Yana menjelaskan, kontraktor telah mendapatkan perpanjangan waktu melalui adendum kontrak hingga akhir Januari 2026. “Kami kebut pengerjaan siang dan malam saat cuaca cerah. Mudah-mudahan akhir Januari 2026 bisa diselesaikan,” katanya.
Kepala Dinas Pekerjaan Umum dan Penataan Ruang (PUPR) Kabupaten Bogor Suryanto Putra membenarkan, hingga batas akhir kontrak pekerjaan Jalan Bomang belum rampung dibangun PT Trimanunggal Karya hingga 100 persen pada 31 Desember 2025.
“Sampai batas akhir masa kontrak kerja, tanggal 31 Desember 2025, pihak kontraktor tidak berhasil menyelesaikan pekerjaanya.

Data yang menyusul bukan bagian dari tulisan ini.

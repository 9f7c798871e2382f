//! # Action Repository
//!
//! Implements the toggle-like protocol for a single post or reel:
//!
//! 1. Flip the liked flag and adjust the counter in the Local Store right away
//!    (optimistic update, visible to readers before any network I/O).
//! 2. If the network is reachable and nothing is queued for the entity,
//!    deliver the like/dislike. On failure undo the local change and surface
//!    the error.
//! 3. Otherwise append a `PendingLikeAction` to the outbox and keep the
//!    optimistic state. Queuing behind older actions for the same entity keeps
//!    the server seeing the user's intents in order.
//!
//! Every store mutation is announced with `LibraryEvent::LikeChanged` so
//! readers can refresh from the store.

use bridge_traits::{network::NetworkMonitor, time::Clock};
use core_library::{
    ActionId, MediaEntity, MediaKind, MediaRepository, PendingActionRepository,
    PendingLikeAction,
};
use core_runtime::events::{CoreEvent, EventBus, LibraryEvent, SyncEvent};
use provider_feed_api::{FeedApi, LikeTarget};
use std::sync::Arc;
use tracing::{debug, info, instrument, warn};

use crate::{Result, SyncError};

/// How a toggle reached (or will reach) the server
#[derive(Debug, Clone, PartialEq, Eq)]
pub enum Delivery {
    /// Delivered online and acknowledged with a 2xx
    Confirmed,
    /// Stored in the outbox for the drainer
    Queued(ActionId),
    /// The stored state already changed under us; nothing was applied
    Unchanged,
}

/// Result of a successful `toggle_like`
#[derive(Debug, Clone)]
pub struct ToggleOutcome {
    /// Stored entity after the toggle
    pub entity: MediaEntity,
    pub delivery: Delivery,
}

pub(crate) fn like_target(kind: MediaKind, id: &str) -> LikeTarget<'_> {
    match kind {
        MediaKind::Post => LikeTarget::Post(id),
        MediaKind::Reel => LikeTarget::Reel(id),
    }
}

/// Optimistic like/unlike with rollback or outbox fallback
pub struct ActionRepository {
    media: Arc<dyn MediaRepository>,
    outbox: Arc<dyn PendingActionRepository>,
    api: Arc<dyn FeedApi>,
    network_monitor: Arc<dyn NetworkMonitor>,
    clock: Arc<dyn Clock>,
    event_bus: EventBus,
}

impl ActionRepository {
    pub fn new(
        media: Arc<dyn MediaRepository>,
        outbox: Arc<dyn PendingActionRepository>,
        api: Arc<dyn FeedApi>,
        network_monitor: Arc<dyn NetworkMonitor>,
        clock: Arc<dyn Clock>,
        event_bus: EventBus,
    ) -> Self {
        Self {
            media,
            outbox,
            api,
            network_monitor,
            clock,
            event_bus,
        }
    }

    /// Toggle the like state of one post or reel
    ///
    /// # Returns
    ///
    /// The stored entity after the call together with how the change was
    /// delivered.
    ///
    /// # Errors
    ///
    /// - `SyncError::NotFound` if the entity is not in the Local Store
    /// - `SyncError::Network` / `SyncError::Server` if online delivery failed;
    ///   the local change has been rolled back
    /// - `SyncError::Library` on store failure
    #[instrument(skip(self), fields(kind = %kind))]
    pub async fn toggle_like(&self, kind: MediaKind, id: &str) -> Result<ToggleOutcome> {
        let current = self
            .media
            .find(kind, id)
            .await?
            .ok_or_else(|| SyncError::NotFound {
                kind: kind.to_string(),
                id: id.to_string(),
            })?;

        let desired = !current.liked_by_user;

        let Some(entity) = self
            .media
            .apply_like(kind, id, desired, self.clock.unix_timestamp_millis())
            .await?
        else {
            // A concurrent toggle flipped the flag between our read and write
            debug!("Toggle lost the race, leaving stored state as is");
            let entity = self.media.find(kind, id).await?.unwrap_or(current);
            return Ok(ToggleOutcome {
                entity,
                delivery: Delivery::Unchanged,
            });
        };
        self.emit_like_changed(&entity, false);

        if !self.network_monitor.is_connected().await {
            debug!("Offline, queueing");
            return self.enqueue(&current, entity).await;
        }
        match self.outbox.has_pending_for(kind, id).await {
            Ok(true) => {
                debug!("Older actions still queued for this entity");
                self.enqueue(&current, entity).await
            }
            Ok(false) => self.deliver_online(&current, entity).await,
            Err(e) => {
                warn!(error = %e, "Failed to read outbox, rolling back");
                self.rollback(&current, &entity).await?;
                Err(e.into())
            }
        }
    }

    async fn deliver_online(&self, before: &MediaEntity, entity: MediaEntity) -> Result<ToggleOutcome> {
        let desired = entity.liked_by_user;

        match self
            .api
            .set_liked(like_target(entity.kind, &entity.id), desired)
            .await
        {
            Ok(()) => {
                info!(liked = desired, "Like delivered");
                Ok(ToggleOutcome {
                    entity,
                    delivery: Delivery::Confirmed,
                })
            }
            Err(e) => {
                let error = SyncError::from(e);
                warn!(error = %error, "Like delivery failed, rolling back");
                self.rollback(before, &entity).await?;
                Err(error)
            }
        }
    }

    async fn enqueue(&self, before: &MediaEntity, entity: MediaEntity) -> Result<ToggleOutcome> {
        let action = PendingLikeAction::new(
            entity.kind,
            entity.id.clone(),
            entity.liked_by_user,
            self.clock.unix_timestamp_millis(),
        );

        if let Err(e) = self.outbox.enqueue(&action).await {
            warn!(error = %e, "Failed to queue like action, rolling back");
            self.rollback(before, &entity).await?;
            return Err(e.into());
        }

        info!(action_id = %action.id, liked = action.desired_liked, "Like queued");
        let _ = self.event_bus.emit(CoreEvent::Sync(SyncEvent::ActionQueued {
            action_id: action.id.to_string(),
            target_id: entity.id.clone(),
            kind: entity.kind.to_string(),
            desired_liked: action.desired_liked,
        }));

        Ok(ToggleOutcome {
            entity,
            delivery: Delivery::Queued(action.id),
        })
    }

    /// Undo the optimistic step, reversing exactly the counter change it made
    async fn rollback(&self, before: &MediaEntity, applied: &MediaEntity) -> Result<()> {
        let count_delta = before.like_count as i64 - applied.like_count as i64;

        match self
            .media
            .revert_like(
                applied.kind,
                &applied.id,
                before.liked_by_user,
                count_delta,
                self.clock.unix_timestamp_millis(),
            )
            .await?
        {
            Some(restored) => self.emit_like_changed(&restored, true),
            None => warn!(id = %applied.id, "Nothing to roll back, state already changed"),
        }
        Ok(())
    }

    fn emit_like_changed(&self, entity: &MediaEntity, rolled_back: bool) {
        let _ = self
            .event_bus
            .emit(CoreEvent::Library(LibraryEvent::LikeChanged {
                kind: entity.kind.to_string(),
                target_id: entity.id.clone(),
                liked: entity.liked_by_user,
                like_count: entity.like_count,
                rolled_back,
            }));
    }
}
//! Feed API connector implementation

use async_trait::async_trait;
use bridge_traits::http::{HttpClient, HttpMethod, HttpRequest, HttpResponse};
use serde::de::DeserializeOwned;
use std::sync::Arc;
use std::time::Duration;
use tracing::{debug, info, instrument, warn};

use crate::error::{FeedApiError, Result};
use crate::types::{FeedResponse, LikeRequest, LikeTarget, PostDto, ReelDto, ReelsResponse};

/// Default per-request timeout
const DEFAULT_TIMEOUT: Duration = Duration::from_secs(30);

/// Operations the client core needs from the upstream API
#[async_trait]
pub trait FeedApi: Send + Sync {
    /// Fetch the current post feed
    async fn fetch_feed(&self) -> Result<Vec<PostDto>>;

    /// Fetch the current reels list
    async fn fetch_reels(&self) -> Result<Vec<ReelDto>>;

    /// Deliver a like (`POST /user/like`)
    async fn like(&self, target: LikeTarget<'_>) -> Result<()>;

    /// Deliver a dislike (`DELETE /user/dislike`)
    async fn dislike(&self, target: LikeTarget<'_>) -> Result<()>;

    /// Deliver the given desired like state
    async fn set_liked(&self, target: LikeTarget<'_>, liked: bool) -> Result<()> {
        if liked {
            self.like(target).await
        } else {
            self.dislike(target).await
        }
    }
}

/// Feed API connector over an injected `HttpClient`
///
/// # Example
///
/// ```ignore
/// use provider_feed_api::{FeedApi, FeedApiConnector};
///
/// let connector = FeedApiConnector::new(http_client, "https://api.example.com");
/// let posts = connector.fetch_feed().await?;
/// ```
pub struct FeedApiConnector {
    /// HTTP client for API requests
    http_client: Arc<dyn HttpClient>,

    /// Base URL without trailing slash
    base_url: String,

    /// Bounded wait for every request
    timeout: Duration,
}

impl FeedApiConnector {
    /// Create a new connector
    ///
    /// # Arguments
    ///
    /// * `http_client` - HTTP client implementation
    /// * `base_url` - Upstream API root, e.g. `https://api.example.com`
    pub fn new(http_client: Arc<dyn HttpClient>, base_url: impl Into<String>) -> Self {
        let base_url = base_url.into().trim_end_matches('/').to_string();
        Self {
            http_client,
            base_url,
            timeout: DEFAULT_TIMEOUT,
        }
    }

    /// Override the per-request timeout
    pub fn with_timeout(mut self, timeout: Duration) -> Self {
        self.timeout = timeout;
        self
    }

    pub fn base_url(&self) -> &str {
        &self.base_url
    }

    fn url(&self, path: &str) -> String {
        format!("{}{}", self.base_url, path)
    }

    /// Execute a request and turn non-2xx answers into `FeedApiError::Api`
    async fn send(&self, request: HttpRequest) -> Result<HttpResponse> {
        let request = request
            .header("Accept", "application/json")
            .timeout(self.timeout);
        let method = request.method;

        let response = self.http_client.execute(request).await.map_err(|e| {
            warn!(method = method.as_str(), error = %e, "Feed API request failed");
            FeedApiError::from(e)
        })?;

        if response.is_success() {
            debug!(status = response.status, "Feed API request succeeded");
            Ok(response)
        } else {
            warn!(status = response.status, "Feed API returned an error status");
            Err(FeedApiError::Api {
                status_code: response.status,
                message: String::from_utf8_lossy(&response.body).to_string(),
            })
        }
    }

    async fn get_json<T: DeserializeOwned>(&self, path: &str) -> Result<T> {
        let response = self
            .send(HttpRequest::new(HttpMethod::Get, self.url(path)))
            .await?;

        serde_json::from_slice(&response.body).map_err(|e| {
            FeedApiError::ParseError(format!("Failed to parse {} response: {}", path, e))
        })
    }

    async fn send_like(&self, method: HttpMethod, path: &str, body: LikeRequest) -> Result<()> {
        let request = HttpRequest::new(method, self.url(path))
            .json(&body)
            .map_err(|e| FeedApiError::InvalidRequest(e.to_string()))?;

        self.send(request).await?;
        Ok(())
    }
}

#[async_trait]
impl FeedApi for FeedApiConnector {
    #[instrument(skip(self))]
    async fn fetch_feed(&self) -> Result<Vec<PostDto>> {
        let response: FeedResponse = self.get_json("/user/feed").await?;
        info!("Fetched {} posts", response.feed.len());
        Ok(response.feed)
    }

    #[instrument(skip(self))]
    async fn fetch_reels(&self) -> Result<Vec<ReelDto>> {
        let response: ReelsResponse = self.get_json("/user/reels").await?;
        info!("Fetched {} reels", response.reels.len());
        Ok(response.reels)
    }

    #[instrument(skip(self))]
    async fn like(&self, target: LikeTarget<'_>) -> Result<()> {
        self.send_like(HttpMethod::Post, "/user/like", LikeRequest::new(target, true))
            .await
    }

    #[instrument(skip(self))]
    async fn dislike(&self, target: LikeTarget<'_>) -> Result<()> {
        self.send_like(
            HttpMethod::Delete,
            "/user/dislike",
            LikeRequest::new(target, false),
        )
        .await
    }
}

Tentunya kita kasih perpanjangan waktu sekitar 50 hari agar proyek tersebut bisa diselesaikan,” katanya.
Dengan keterlambatan proyek senilai Rp31,513 miliar itu, kata Suryanto, kontraktor PT Trimanunggal Karya, harus membayar denda keterlambatan harian sesuai ketentuan yang berlaku.
“Mereka tetap wajib membayar denda. Denda tersebut akan kami potong dari pembayaran proyek,” tegasnya.